Dissipons tout de suite un malentendu : Tim Burton n'est pas mon réalisateur favori. Il semble que l'idée soit assez répandue dans mon entourage et je ne sais pas ce qui a encouragé cette croyance, mais je ne voue pas un culte au monsieur aux cheveux en bataille. Il y a toute une partie de sa filmographie que je ne tiens pas à voir ou à revoir, parce que le sujet ne m'intéresse pas, que je crains le traumatisme ou parce que je l'ai déjà subi de plein fouet. Pour le reste, effectivement je peux apprécier ce qu'il fait, mais pas foncièrement davantage que d'autres réalisateurs. Edward aux mains d'argents occupe une place à part, c'est un de mes films cultes, c'est même mon film préféré, mais cela ne fait que quatre ans que je l'ai découvert, soit bien après que ma réputation d'admiratrice de Burton ait été établie. Et ce n'est pas parce que j'ai bien aimé Les Noces Funèbres que je dois devenir une inconditionnelle…
Je me suis retrouvée à lire l'ouvrage d'Antoine de Baecques tout à fait par hasard. Mon passage purement administratif à la bibliothèque s'est transformé en déambulation parmi les étagères parce que je ne peux pas m'en empêcher, j'ai commencé à feuilleté le bouquin et l'ai finalement emprunté pour regarder tranquillement les dix pages qui m'intéressaient. Dix pages qui se sont transformées en vingt puis trente jusqu'à me retrouver à tout lire d'une traite sans pouvoir m'arrêter. Il faut dire que le livre est extrêmement bien fichu, il n'est pas besoin d'être un fanatique de Tim Burton pour y trouver son compte, le texte, fluide, est suffisamment concis pour ne pas lasser le néophyte, tout en apportant un contenu non négligeable.

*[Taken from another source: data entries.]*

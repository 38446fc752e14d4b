//! File discovery module for finding video files to inspect.
//!
//! Scans the top level of a directory for .mkv files (case-insensitive);
//! subdirectories are not searched.

use crate::error::{CoreError, CoreResult};

use std::path::{Path, PathBuf};

/// Finds .mkv files in the top level of `input_dir`, sorted by path for a
/// deterministic scan order.
///
/// # Returns
///
/// * `Ok(Vec<PathBuf>)` - Paths of the discovered .mkv files
/// * `Err(CoreError::Io)` - If the directory cannot be read
/// * `Err(CoreError::NoFilesFound)` - If no .mkv files are found
pub fn find_processable_files(input_dir: &Path) -> CoreResult<Vec<PathBuf>> {
    let read_dir = std::fs::read_dir(input_dir)?;
    let mut files: Vec<PathBuf> = read_dir
        .filter_map(|entry| {
            let entry = entry.ok()?;
            let path = entry.path();

            if !path.is_file() {
                return None;
            }

            path.extension()
                .and_then(|ext| ext.to_str())
                .filter(|ext_str| ext_str.eq_ignore_ascii_case("mkv"))
                .map(|_| path.clone())
        })
        .collect();

    files.sort();

    if files.is_empty() {
        Err(CoreError::NoFilesFound)
    } else {
        Ok(files)
    }
}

On en apprend beaucoup sur l'incidence de la personnalité du cinéaste, de son parcours et de ses inspirations sur ses films et ce que ceux-ci veulent signifier. La démarche créative et la mise en œuvre de son esthétique sont aussi bien exposées, avec en bonus des dessins préparatoires qui sont de vrais bonbons !
Le cinéma de Tim Burton est émotionnel, j'entends dans sa transcription et sa réception, il place l'imaginaire au-delà même du réel. Lire et saisir comment l'émotion est transcrite, pourquoi nous la recevons avec une telle intensité est absolument passionnant. De manière plus personnelle, j'ai compris pourquoi j'étais si sensible à ses films et à son univers. La forte impression n'implique pas nécessairement l'adoration, elle peut être répulsion, ce n'est pas gênant, tout ce qui importe c'est que les obsessions sans cesse développées rejoignent ou fassent le lien avec des problématiques internes, plus ou moins conscientisées. Il est tout de même singulier que Tim Burton soit à l'origine du film que je couve de mon affection, qui ne cesse de me toucher profondément dans chacune de ses scènes, en un grand-huit mobilisant toute mon empathie ; et de celui que je ne peux revoir parce qu'il allie angoisse et dégoût. Je ne peux pas supporter ses images (au point de sauter le chapitre l'évoquant à l'aide d'un trombone emprisonnant les pages incriminées), elles me mettent terriblement mal à l'aise. Je crois avoir mis le doigt sur une explication plausible, je les aurais investies de toutes mes terreurs enfantines, leur apparition serait concrétisation de l'anxiété. C'est névrotique, il y a matière à creuser sur les causes de mes résistances, mon psychisme n'est pas très net, je sais. Je pourrais me confronter à ces signes de la peur et voir qu'il n'y a pas de danger, mais je l'ai déjà fait et j'en suis ressortie sans satisfaction, je ne tiens pas à retenter l'expérience de la répulsion.
Tim Burton n'est pas mon cinéaste fétiche. Il n'affronte pas non plus la concurrence, je suis trop versatile pour pouvoir me contenter d'un seul style. Mais je dois reconnaître qu'il m'a fortement marquée, que je le veuille ou non. Je dépasse le statut de simple curieuse et ma lecture n'est pas sans explication ni motivation. Ce qui ne m'empêche pas de conseiller vivement l'ouvrage à quiconque aura un tant soit peu d'intérêt pour le sujet, c'est franchement passionnant, et les évocations du fonctionnement du système hollywoodien, du travail de production, de la définition du jeu des acteurs nous mettent en présence d'un contenu dense et fourni qui élargit le sujet.